■ **WORK ITEM**
Your answer must be an exact copy of the data below.

____ MATERIAL PROVIDED

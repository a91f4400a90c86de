//! Mounting: VNode → native objects.

use std::rc::Rc;

use super::selector::parse_selector;
use super::{Engine, InsertQueue};
use crate::error::Result;
use crate::pipeline::Phases;
use crate::renderer::Backend;
use crate::vnode::VNode;

enum Kind {
    Comment,
    Text,
    Element,
}

impl<B: Backend> Engine<B> {
    /// Create the native subtree for `vnode`, recording handles on it.
    ///
    /// Text and comment leaves bypass the module pipeline.
    pub(crate) fn create_elm(&self, vnode: &mut VNode<B>, queue: &mut InsertQueue<B>) -> Result<B::Node> {
        if let Some(init) = vnode.hooks().and_then(|h| h.init.clone()) {
            init(vnode);
        }

        let api = &self.backend;
        let kind = match vnode.sel.as_deref() {
            Some("!") => Kind::Comment,
            None => Kind::Text,
            Some(_) => Kind::Element,
        };

        let elm = match kind {
            Kind::Comment => {
                let text = vnode.text.get_or_insert_with(String::new);
                let elm = api.create_comment(text)?;
                vnode.elm = Some(elm.clone());
                elm
            }
            Kind::Text => {
                let elm = api.create_text_node(vnode.text.as_deref().unwrap_or_default())?;
                vnode.elm = Some(elm.clone());
                elm
            }
            Kind::Element => {
                let elm = self.create_element(vnode)?;
                vnode.elm = Some(elm.clone());

                for module in self.modules.for_phase(Phases::CREATE) {
                    module.create(api, &self.empty, vnode)?;
                }

                if let Some(children) = vnode.children.as_mut() {
                    for child in Rc::make_mut(children).iter_mut() {
                        let child_elm = self.create_elm(child, queue)?;
                        api.append_child(&elm, &child_elm)?;
                    }
                } else if let Some(text) = &vnode.text {
                    let text_elm = api.create_text_node(text)?;
                    api.append_child(&elm, &text_elm)?;
                }

                let (create, insert) = vnode
                    .hooks()
                    .map(|h| (h.create.clone(), h.insert.clone()))
                    .unwrap_or_default();
                if let Some(create) = create {
                    create(&self.empty, vnode);
                }
                if let Some(insert) = insert {
                    queue.push((insert, vnode.clone()));
                }
                elm
            }
        };

        Ok(elm)
    }

    /// Create the bare element for a selector and apply its id and classes.
    fn create_element(&self, vnode: &VNode<B>) -> Result<B::Node> {
        let api = &self.backend;
        let selector = parse_selector(vnode.sel.as_deref().unwrap_or_default());
        let ns = vnode.data.as_deref().and_then(|d| d.ns.as_deref());

        let elm = match ns {
            Some(ns) => api.create_element_ns(ns, selector.tag)?,
            None => api.create_element(selector.tag)?,
        };
        if let Some(id) = selector.id {
            api.set_attribute(&elm, "id", id)?;
        }
        if let Some(class) = &selector.class {
            api.set_attribute(&elm, "class", class)?;
        }
        Ok(elm)
    }

    /// Mount `vnodes` and insert each before `before` (or at the end).
    pub(crate) fn add_vnodes(
        &self,
        parent: &B::Node,
        before: Option<&B::Node>,
        vnodes: &mut [VNode<B>],
        queue: &mut InsertQueue<B>,
    ) -> Result<()> {
        for vnode in vnodes {
            let elm = self.create_elm(vnode, queue)?;
            self.backend.insert_before(parent, &elm, before)?;
        }
        Ok(())
    }
}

________

■ **TASK RESPONSE**
repository a91f4400a90c86de
//! Mounting: VNode → native objects.

use std::rc::Rc;

use super::selector::parse_selector;
use super::{Engine, InsertQueue};
use crate::error::Result;
use crate::pipeline::Phases;
use crate::renderer::Backend;
use crate::vnode::VNode;

enum Kind {
    Comment,
    Text,
    Element,
}

impl<B: Backend> Engine<B> {
    /// Create the native subtree for `vnode`, recording handles on it.
    ///
    /// Text and comment leaves bypass the module pipeline.
    pub(crate) fn create_elm(&self, vnode: &mut VNode<B>, queue: &mut InsertQueue<B>) -> Result<B::Node> {
        if let Some(init) = vnode.hooks().and_then(|h| h.init.clone()) {
            init(vnode);
        }

        let api = &self.backend;
        let kind = match vnode.sel.as_deref() {
            Some("!") => Kind::Comment,
            None => Kind::Text,
            Some(_) => Kind::Element,
        };

        let elm = match kind {
            Kind::Comment => {
                let text = vnode.text.get_or_insert_with(String::new);
                let elm = api.create_comment(text)?;
                vnode.elm = Some(elm.clone());
                elm
            }
            Kind::Text => {
                let elm = api.create_text_node(vnode.text.as_deref().unwrap_or_default())?;
                vnode.elm = Some(elm.clone());
                elm
            }
            Kind::Element => {
                let elm = self.create_element(vnode)?;
                vnode.elm = Some(elm.clone());

                for module in self.modules.for_phase(Phases::CREATE) {
                    module.create(api, &self.empty, vnode)?;
                }

                if let Some(children) = vnode.children.as_mut() {
                    for child in Rc::make_mut(children).iter_mut() {
                        let child_elm = self.create_elm(child, queue)?;
                        api.append_child(&elm, &child_elm)?;
                    }
                } else if let Some(text) = &vnode.text {
                    let text_elm = api.create_text_node(text)?;
                    api.append_child(&elm, &text_elm)?;
                }

                let (create, insert) = vnode
                    .hooks()
                    .map(|h| (h.create.clone(), h.insert.clone()))
                    .unwrap_or_default();
                if let Some(create) = create {
                    create(&self.empty, vnode);
                }
                if let Some(insert) = insert {
                    queue.push((insert, vnode.clone()));
                }
                elm
            }
        };

        Ok(elm)
    }

    /// Create the bare element for a selector and apply its id and classes.
    fn create_element(&self, vnode: &VNode<B>) -> Result<B::Node> {
        let api = &self.backend;
        let selector = parse_selector(vnode.sel.as_deref().unwrap_or_default());
        let ns = vnode.data.as_deref().and_then(|d| d.ns.as_deref());

        let elm = match ns {
            Some(ns) => api.create_element_ns(ns, selector.tag)?,
            None => api.create_element(selector.tag)?,
        };
        if let Some(id) = selector.id {
            api.set_attribute(&elm, "id", id)?;
        }
        if let Some(class) = &selector.class {
            api.set_attribute(&elm, "class", class)?;
        }
        Ok(elm)
    }

    /// Mount `vnodes` and insert each before `before` (or at the end).
    pub(crate) fn add_vnodes(
        &self,
        parent: &B::Node,
        before: Option<&B::Node>,
        vnodes: &mut [VNode<B>],
        queue: &mut InsertQueue<B>,
    ) -> Result<()> {
        for vnode in vnodes {
            let elm = self.create_elm(vnode, queue)?;
            self.backend.insert_before(parent, &elm, before)?;
        }
        Ok(())
    }
}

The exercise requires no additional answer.